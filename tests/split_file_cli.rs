use anyhow::Result;
use assert_cmd::Command;
use predicates::prelude::*;
use std::fs;
use tempfile::tempdir;

fn section(title: &str, body_chars: usize) -> String {
    format!("## {title}\n{}\n", "a".repeat(body_chars))
}

#[test]
fn splits_file_next_to_input() -> Result<()> {
    let temp = tempdir()?;
    let input = temp.path().join("channel.md");
    let document = [section("One", 300), section("Two", 300), section("Three", 300)].concat();
    fs::write(&input, &document)?;

    let first = temp.path().join("channel_part1.md");
    let third = temp.path().join("channel_part3.md");
    Command::cargo_bin("split-file")?
        .arg(&input)
        .args(["--max-chars", "400"])
        .assert()
        .success()
        .stdout(predicate::str::starts_with(format!(
            "Splitting file: {}\n",
            input.display()
        )))
        .stdout(predicate::str::contains(first.display().to_string()))
        .stdout(predicate::str::contains(third.display().to_string()));

    let rebuilt: String = (1..=3)
        .map(|n| fs::read_to_string(temp.path().join(format!("channel_part{n}.md"))))
        .collect::<std::io::Result<_>>()?;
    assert_eq!(rebuilt, document);
    assert!(!temp.path().join("channel_part4.md").exists());
    Ok(())
}

#[test]
fn writes_into_output_dir() -> Result<()> {
    let temp = tempdir()?;
    let input = temp.path().join("notes.txt");
    fs::write(&input, "short text")?;
    let out = temp.path().join("parts");
    fs::create_dir(&out)?;

    Command::cargo_bin("split-file")?
        .arg(&input)
        .arg("--output-dir")
        .arg(&out)
        .assert()
        .success();

    assert_eq!(fs::read_to_string(out.join("notes_part1.txt"))?, "short text");
    Ok(())
}

#[test]
fn non_positive_limit_is_reported() -> Result<()> {
    let temp = tempdir()?;
    let input = temp.path().join("doc.md");
    fs::write(&input, "## A\nbody\n")?;

    Command::cargo_bin("split-file")?
        .arg(&input)
        .args(["--max-size-mb", "0"])
        .assert()
        .code(1)
        .stderr(predicate::str::starts_with("Error splitting file: "));

    assert!(!temp.path().join("doc_part1.md").exists());
    Ok(())
}

#[test]
fn missing_input_is_reported() -> Result<()> {
    let temp = tempdir()?;

    Command::cargo_bin("split-file")?
        .arg(temp.path().join("absent.md"))
        .assert()
        .code(1)
        .stderr(predicate::str::contains("Error splitting file:"))
        .stderr(predicate::str::contains("absent.md"));
    Ok(())
}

○ ○ ○

• _What the task requires_
From the listing above, collect each line in which the string "exists" appears.

• _Solution to the problem_
    assert!(!temp.path().join("channel_part4.md").exists());
    assert!(!temp.path().join("doc_part1.md").exists());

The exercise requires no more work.